RU2004824C1 - Method for damping air shock waves in blasting operations in mine workings - Google Patents

Description

gene fluid into the soil; a vertical plate 11 is fixed at the end of the platform facing the fixed jumper 1 to rake the bottom of the formed snow mass and seal it; 12-trolley with water; 13-pump; 14 - an electric motor; 15 is a nozzle for dispersing water; 16 - formed snow massif; 17-line for supplying water to the nozzle; 18 - compressor; 19 vortex tube; 20 - a stream of chilled air; 21 - a stream of heated air.

Figs. 3 and 4 show a part of a mine working filled with snow; 22 - plates of solid material (e.g., plywood sheets) placed perpendicular to the longitudinal axis of the mine.

The method is carried out as follows.

A gas-tight jumper 1 is installed in the bottom and a platform 2 is rolled up with a mobile gas-tight jumper 3, setting it 1.5-2 m from the fixed jumper 1.

The bundles of flexible plates 5 and brushes b are pushed all the way into the walls and the bottom of the mine, and at the excavation vault, the plates 5 and brushes 6 are left in the lowered state before cooling the closed space, leaving a gap at the mine vault to exit the mine atmosphere, you - cramped with denser gases - nitrogen during evaporation of liquid nitrogen, or with a stream of cooled air from a vortex tube.

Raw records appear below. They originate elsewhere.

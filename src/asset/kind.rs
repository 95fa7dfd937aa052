//! Asset kind registry.
//!
//! Every kind of preset asset Vital stores on disk has two fixed constants:
//! the file extension its documents use, and the subdirectory it lives under
//! both in the user library and inside a bank archive. The registry table
//! below is the single source of truth for those constants; adding a kind
//! means adding one enum variant and one table row.

use std::fmt;

use serde::{Deserialize, Serialize};

/// The closed set of asset kinds a bank can contain.
#[derive(Debug, Clone, Copy, PartialEq, Eq, PartialOrd, Ord, Hash, Serialize, Deserialize)]
pub enum AssetKind {
    Lfo,
    Preset,
    Wavetable,
    Skin,
}

/// Per-kind constants: file extension and library/archive subdirectory.
#[derive(Debug, Clone, Copy)]
pub struct KindInfo {
    pub kind: AssetKind,
    /// File extension, without the leading dot.
    pub extension: &'static str,
    /// Subdirectory name, identical in the user library and the archive.
    pub directory: &'static str,
}

/// The kind registry. Iterated wherever all kinds must be considered.
pub const KIND_REGISTRY: &[KindInfo] = &[
    KindInfo {
        kind: AssetKind::Lfo,
        extension: "vitallfo",
        directory: "LFOs",
    },
    KindInfo {
        kind: AssetKind::Preset,
        extension: "vital",
        directory: "Presets",
    },
    KindInfo {
        kind: AssetKind::Wavetable,
        extension: "vitaltable",
        directory: "Wavetables",
    },
    KindInfo {
        kind: AssetKind::Skin,
        extension: "vitalskin",
        directory: "Skins",
    },
];

impl AssetKind {
    /// All kinds, in registry order.
    pub const ALL: [AssetKind; 4] = [
        AssetKind::Lfo,
        AssetKind::Preset,
        AssetKind::Wavetable,
        AssetKind::Skin,
    ];

    /// Look this kind up in the registry.
    ///
    /// Returns `None` only if a variant is missing its registry row, which
    /// the registry tests guard against.
    pub fn info(&self) -> Option<&'static KindInfo> {
        KIND_REGISTRY.iter().find(|info| info.kind == *self)
    }

    /// File extension for this kind, without the leading dot.
    pub fn extension(&self) -> &'static str {
        self.info().map(|info| info.extension).unwrap_or_default()
    }

    /// Subdirectory name for this kind.
    pub fn directory(&self) -> &'static str {
        self.info().map(|info| info.directory).unwrap_or_default()
    }
}

impl fmt::Display for AssetKind {
    fn fmt(&self, f: &mut fmt::Formatter<'_>) -> fmt::Result {
        match self {
            AssetKind::Lfo => write!(f, "Lfo"),
            AssetKind::Preset => write!(f, "Preset"),
            AssetKind::Wavetable => write!(f, "Wavetable"),
            AssetKind::Skin => write!(f, "Skin"),
        }
    }
}
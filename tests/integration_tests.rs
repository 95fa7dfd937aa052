//! Integration Tests
//!
//! End-to-end tests for the discover → group → package pipeline.

use std::collections::BTreeMap;
use std::fs;
use std::io::{Cursor, Read};
use std::path::Path;

use pretty_assertions::assert_eq;
use serde_json::{json, Value};
use zip::ZipArchive;

use bankroll::asset::{Asset, AssetKind};
use bankroll::discovery::discover_assets;
use bankroll::pipeline::{group_assets, render_report, write_banks};

/// Helper to drop a JSON document into a kind subdirectory.
fn write_asset(user_dir: &Path, kind_dir: &str, filename: &str, doc: &Value) {
    let dir = user_dir.join(kind_dir);
    fs::create_dir_all(&dir).unwrap();
    fs::write(dir.join(filename), serde_json::to_string(doc).unwrap()).unwrap();
}

/// Helper to read every entry of an archive back into (path, document).
fn read_archive(path: &Path) -> BTreeMap<String, Value> {
    let bytes = fs::read(path).unwrap();
    let mut archive = ZipArchive::new(Cursor::new(bytes)).unwrap();
    let mut entries = BTreeMap::new();
    for i in 0..archive.len() {
        let mut file = archive.by_index(i).unwrap();
        let mut text = String::new();
        file.read_to_string(&mut text).unwrap();
        entries.insert(file.name().to_string(), serde_json::from_str(&text).unwrap());
    }
    entries
}

// === Full Pipeline Tests ===

#[test]
fn test_grouping_and_packaging_round_trip() {
    let root = tempfile::tempdir().unwrap();
    let user_dir = root.path().join("User");
    let out_dir = root.path().join("Banks");

    let pluck = json!({"settings": {"osc_1_level": 0.7}});
    let drone = json!({"settings": {"osc_1_level": 0.2}});
    write_asset(&user_dir, "Presets", "Lead::Pluck.vital", &pluck);
    write_asset(&user_dir, "Presets", "Lead::Drone.vital", &drone);

    let assets = discover_assets(&user_dir).unwrap();
    let registry = group_assets(assets, "::").unwrap();

    // Exactly one bank holding exactly the two cleaned presets.
    assert_eq!(registry.len(), 1);
    let lead = registry.get("Lead").unwrap();
    let presets = lead.assets_of_kind(AssetKind::Preset).unwrap();
    assert_eq!(
        presets.keys().collect::<Vec<_>>(),
        vec!["Drone", "Pluck"]
    );

    let written = write_banks(&registry, &out_dir).unwrap();
    assert_eq!(written, vec![out_dir.join("Lead.vitalbank")]);

    let entries = read_archive(&written[0]);
    assert_eq!(entries.len(), 2);
    assert_eq!(entries["Lead/Presets/Pluck.vital"], pluck);
    assert_eq!(entries["Lead/Presets/Drone.vital"], drone);
}

#[test]
fn test_mixed_kinds_land_in_their_own_subdirectories() {
    let root = tempfile::tempdir().unwrap();
    let user_dir = root.path().join("User");
    let out_dir = root.path().join("Banks");

    write_asset(&user_dir, "Presets", "Bass::Sub.vital", &json!({"settings": {}}));
    write_asset(
        &user_dir,
        "LFOs",
        "anything.vitallfo",
        &json!({"name": "Bass::Wobble", "points": [0.0, 1.0]}),
    );
    write_asset(
        &user_dir,
        "Wavetables",
        "whatever.vitaltable",
        &json!({"name": "Bass::Square", "groups": []}),
    );

    let assets = discover_assets(&user_dir).unwrap();
    let registry = group_assets(assets, "::").unwrap();
    let written = write_banks(&registry, &out_dir).unwrap();

    let entries = read_archive(&written[0]);
    assert_eq!(entries.len(), 3);
    assert!(entries.contains_key("Bass/Presets/Sub.vital"));
    assert!(entries.contains_key("Bass/LFOs/Wobble.vitallfo"));
    assert!(entries.contains_key("Bass/Wavetables/Square.vitaltable"));

    // Embedded names were rewritten to the clean member name.
    assert_eq!(entries["Bass/LFOs/Wobble.vitallfo"]["name"], "Wobble");
    assert_eq!(entries["Bass/Wavetables/Square.vitaltable"]["name"], "Square");
}

#[test]
fn test_standalone_assets_are_left_out() {
    let root = tempfile::tempdir().unwrap();
    let user_dir = root.path().join("User");

    write_asset(&user_dir, "Presets", "Loner.vital", &json!({}));
    write_asset(&user_dir, "Presets", "Lead::Pluck.vital", &json!({}));

    let assets = discover_assets(&user_dir).unwrap();
    let registry = group_assets(assets, "::").unwrap();

    assert_eq!(registry.len(), 1);
    for bank in registry.iter() {
        for (_, asset) in bank.iter() {
            assert_ne!(asset.name(), "Loner");
        }
    }
}

#[test]
fn test_one_archive_per_bank() {
    let root = tempfile::tempdir().unwrap();
    let user_dir = root.path().join("User");
    let out_dir = root.path().join("Banks");

    write_asset(&user_dir, "Presets", "Lead::Pluck.vital", &json!({}));
    write_asset(&user_dir, "Presets", "Bass::Sub.vital", &json!({}));

    let assets = discover_assets(&user_dir).unwrap();
    let registry = group_assets(assets, "::").unwrap();
    let written = write_banks(&registry, &out_dir).unwrap();

    assert_eq!(
        written,
        vec![out_dir.join("Bass.vitalbank"), out_dir.join("Lead.vitalbank")]
    );
}

#[test]
fn test_duplicate_member_overwrites_silently() {
    // Two source names that clean to the same (kind, member) key: the
    // second one grouped wins and only one archive entry remains.
    let registry = group_assets(
        vec![
            Asset::new(AssetKind::Preset, json!({"marker": 1}), None, Some("Lead::X")).unwrap(),
            Asset::new(AssetKind::Preset, json!({"marker": 2}), None, Some("Lead ::X")).unwrap(),
        ],
        "::",
    )
    .unwrap();

    let out = tempfile::tempdir().unwrap();
    let written = write_banks(&registry, out.path()).unwrap();
    let entries = read_archive(&written[0]);

    assert_eq!(entries.len(), 1);
    assert_eq!(entries["Lead/Presets/X.vital"]["marker"], 2);
}

#[test]
fn test_report_enumerates_banks_before_writing() {
    let registry = group_assets(
        vec![
            Asset::new(AssetKind::Preset, json!({}), None, Some("Lead::Pluck")).unwrap(),
            Asset::new(AssetKind::Lfo, json!({"name": "Lead::Wob"}), None, None).unwrap(),
        ],
        "::",
    )
    .unwrap();

    let report = render_report(&registry);

    assert_eq!(report, "Lead\n\tLfo\n\t\tWob\n\tPreset\n\t\tPluck\n");
}

#[test]
fn test_repacking_overwrites_previous_archive() {
    let root = tempfile::tempdir().unwrap();
    let user_dir = root.path().join("User");
    let out_dir = root.path().join("Banks");

    write_asset(&user_dir, "Presets", "Lead::Pluck.vital", &json!({"v": 1}));

    let registry = group_assets(discover_assets(&user_dir).unwrap(), "::").unwrap();
    write_banks(&registry, &out_dir).unwrap();

    // Second pass with changed content replaces the archive wholesale.
    write_asset(&user_dir, "Presets", "Lead::Pluck.vital", &json!({"v": 2}));
    let registry = group_assets(discover_assets(&user_dir).unwrap(), "::").unwrap();
    let written = write_banks(&registry, &out_dir).unwrap();

    let entries = read_archive(&written[0]);
    assert_eq!(entries["Lead/Presets/Pluck.vital"]["v"], 2);
}
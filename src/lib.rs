//! Bankroll - Vital Preset Bank Packager
//!
//! Bankroll takes a flat user library of Vital synth assets (presets, LFO
//! shapes, wavetables, skins) and re-packages the ones whose names carry a
//! `"{bank}{delimiter}{member}"` prefix into one compressed bank archive
//! per bank.
//!
//! # Architecture
//!
//! The pipeline is a single-pass batch transform:
//! - `asset`: uniform model for typed, named, renamable JSON documents
//! - `grouping`: pure classification of names against the bank delimiter
//! - `bank`: the per-bank aggregate and its ZIP archive serialization
//! - `discovery`/`config`/`pipeline`: the collaborators that feed the core
//!   and write its output

pub mod asset;
pub mod bank;
pub mod cli;
pub mod config;
pub mod discovery;
pub mod error;
pub mod grouping;
pub mod pipeline;

pub use error::{BankrollError, Result};
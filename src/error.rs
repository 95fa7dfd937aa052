//! Error types for bank packaging.

use std::path::PathBuf;
use thiserror::Error;

use crate::asset::AssetKind;

/// Result type for bankroll operations.
pub type Result<T> = std::result::Result<T, BankrollError>;

/// Errors that can occur while grouping and packaging banks.
#[derive(Error, Debug)]
pub enum BankrollError {
    // Asset Errors
    #[error("Cannot resolve a name for {kind} asset: no embedded name, no source path, no explicit name")]
    NameResolution { kind: AssetKind },

    #[error("{kind} '{name}' appears to contain multiple instances of the delimiter")]
    AmbiguousDelimiter { kind: AssetKind, name: String },

    #[error("Not a valid asset: {detail}")]
    InvalidAsset { detail: String },

    // Configuration Errors
    #[error("Bank delimiter must not be empty")]
    EmptyDelimiter,

    #[error("Failed to read config file: {path}: {source}")]
    ConfigRead {
        path: PathBuf,
        #[source]
        source: std::io::Error,
    },

    #[error("Failed to parse config file: {path}: {source}")]
    ConfigParse {
        path: PathBuf,
        #[source]
        source: serde_json::Error,
    },

    // File Errors
    #[error("Failed to read file: {path}: {source}")]
    FileRead {
        path: PathBuf,
        #[source]
        source: std::io::Error,
    },

    #[error("Failed to write file: {path}: {source}")]
    FileWrite {
        path: PathBuf,
        #[source]
        source: std::io::Error,
    },

    #[error("Directory creation failed: {path}: {source}")]
    DirectoryCreateError {
        path: PathBuf,
        #[source]
        source: std::io::Error,
    },

    // Serialization Errors
    #[error("JSON serialization error: {0}")]
    Json(#[from] serde_json::Error),

    #[error("Archive error: {0}")]
    Zip(#[from] zip::result::ZipError),

    // Generic Errors
    #[error("IO error: {0}")]
    Io(#[from] std::io::Error),
}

By turning the cryostat 8 in the basket 9 on the hinge 10, the container is tilted and part of the liquid nitrogen is poured onto the soil, working out. When using a vortex tube, the flow of cooled air from the vortex tube (with a temperature of minus 70 ° С) is directed into the bridged zone. The chilled air is supplied from the vortex tube during continuous operation of the compressor without interruptions until the formation of the snow mass is complete, and liquid nitrogen is poured periodically in several stages.

Evaporating nitrogen and air cooled to minus 70 ° C, as denser, fill the barred volume from the bottom up, displacing the mine atmosphere through the gap between the movable bridge 3 and the output shaft. The output of cooled air or evaporated nitrogen is reliably determined visually from the output of the mist generated from the condensed moisture of the mine atmosphere.

After the above, the flexible plates 5 and brushes 6 are extended to be pressed against the arch

generation and supply water, dispersed by its nozzle 15 with the formation of snow.

When filling the bottom hole with evaporating nitrogen or cooled air from a vortex tube, as well as with subsequent snow generation, the arch and walls of the mine are frozen from the surface, which eliminates the water drop from the mine arch and prevents the snow mass from rapidly its contact with the rock.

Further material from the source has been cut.